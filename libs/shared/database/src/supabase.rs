use anyhow::{anyhow, Result};
use reqwest::{
    header::{HeaderMap, HeaderValue, AUTHORIZATION, CONTENT_TYPE},
    Client, Method,
};
use serde::de::DeserializeOwned;
use serde_json::Value;
use tracing::{debug, error};

use shared_config::AppConfig;

pub struct SupabaseClient {
    client: Client,
    base_url: String,
    anon_key: String,
}

impl SupabaseClient {
    pub fn new(config: &AppConfig) -> Self {
        Self {
            client: Client::new(),
            base_url: config.supabase_url.clone(),
            anon_key: config.supabase_anon_key.clone(),
        }
    }

    fn get_headers(&self, auth_token: Option<&str>) -> HeaderMap {
        let mut headers = HeaderMap::new();

        headers.insert("apikey", HeaderValue::from_str(&self.anon_key).unwrap());
        headers.insert(CONTENT_TYPE, HeaderValue::from_static("application/json"));

        if let Some(token) = auth_token {
            headers.insert(
                AUTHORIZATION,
                HeaderValue::from_str(&format!("Bearer {}", token)).unwrap(),
            );
        }

        headers
    }

    pub async fn request<T>(
        &self,
        method: Method,
        path: &str,
        auth_token: Option<&str>,
        body: Option<Value>,
    ) -> Result<T>
    where
        T: DeserializeOwned,
    {
        self.request_with_headers(method, path, auth_token, body, None)
            .await
    }

    pub async fn request_with_headers<T>(
        &self,
        method: Method,
        path: &str,
        auth_token: Option<&str>,
        body: Option<Value>,
        extra_headers: Option<HeaderMap>,
    ) -> Result<T>
    where
        T: DeserializeOwned,
    {
        let url = format!("{}{}", self.base_url, path);
        debug!("Making request to {}", url);

        let mut headers = self.get_headers(auth_token);
        if let Some(extra) = extra_headers {
            headers.extend(extra);
        }

        let mut req = self.client.request(method, &url).headers(headers);

        if let Some(body_data) = body {
            req = req.json(&body_data);
        }

        let response = req.send().await?;

        let status = response.status();
        if !status.is_success() {
            let error_text = response.text().await?;
            error!("API error ({}): {}", status, error_text);

            return Err(match status.as_u16() {
                401 | 403 => anyhow!("Authentication error: {}", error_text),
                404 => anyhow!("Resource not found: {}", error_text),
                _ => anyhow!("API error ({}): {}", status, error_text),
            });
        }

        let data = response.json::<T>().await?;
        Ok(data)
    }

    pub fn get_base_url(&self) -> &str {
        &self.base_url
    }
}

▶ _About this task_
Repeat all of the listing above exactly, leaving nothing out.

▶ _Result of this task_
filename libs/shared/database/src/supabase.rs
use anyhow::{anyhow, Result};
use reqwest::{
    header::{HeaderMap, HeaderValue, AUTHORIZATION, CONTENT_TYPE},
    Client, Method,
};
use serde::de::DeserializeOwned;
use serde_json::Value;
use tracing::{debug, error};

use shared_config::AppConfig;

pub struct SupabaseClient {
    client: Client,
    base_url: String,
    anon_key: String,
}

impl SupabaseClient {
    pub fn new(config: &AppConfig) -> Self {
        Self {
            client: Client::new(),
            base_url: config.supabase_url.clone(),
            anon_key: config.supabase_anon_key.clone(),
        }
    }

    fn get_headers(&self, auth_token: Option<&str>) -> HeaderMap {
        let mut headers = HeaderMap::new();

        headers.insert("apikey", HeaderValue::from_str(&self.anon_key).unwrap());
        headers.insert(CONTENT_TYPE, HeaderValue::from_static("application/json"));

        if let Some(token) = auth_token {
            headers.insert(
                AUTHORIZATION,
                HeaderValue::from_str(&format!("Bearer {}", token)).unwrap(),
            );
        }

        headers
    }

    pub async fn request<T>(
        &self,
        method: Method,
        path: &str,
        auth_token: Option<&str>,
        body: Option<Value>,
    ) -> Result<T>
    where
        T: DeserializeOwned,
    {
        self.request_with_headers(method, path, auth_token, body, None)
            .await
    }

    pub async fn request_with_headers<T>(
        &self,
        method: Method,
        path: &str,
        auth_token: Option<&str>,
        body: Option<Value>,
        extra_headers: Option<HeaderMap>,
    ) -> Result<T>
    where
        T: DeserializeOwned,
    {
        let url = format!("{}{}", self.base_url, path);
        debug!("Making request to {}", url);

        let mut headers = self.get_headers(auth_token);
        if let Some(extra) = extra_headers {
            headers.extend(extra);
        }

        let mut req = self.client.request(method, &url).headers(headers);

        if let Some(body_data) = body {
            req = req.json(&body_data);
        }

        let response = req.send().await?;

        let status = response.status();
        if !status.is_success() {
            let error_text = response.text().await?;
            error!("API error ({}): {}", status, error_text);

            return Err(match status.as_u16() {
                401 | 403 => anyhow!("Authentication error: {}", error_text),
                404 => anyhow!("Resource not found: {}", error_text),
                _ => anyhow!("API error ({}): {}", status, error_text),
            });
        }

        let data = response.json::<T>().await?;
        Ok(data)
    }

    pub fn get_base_url(&self) -> &str {
        &self.base_url
    }
}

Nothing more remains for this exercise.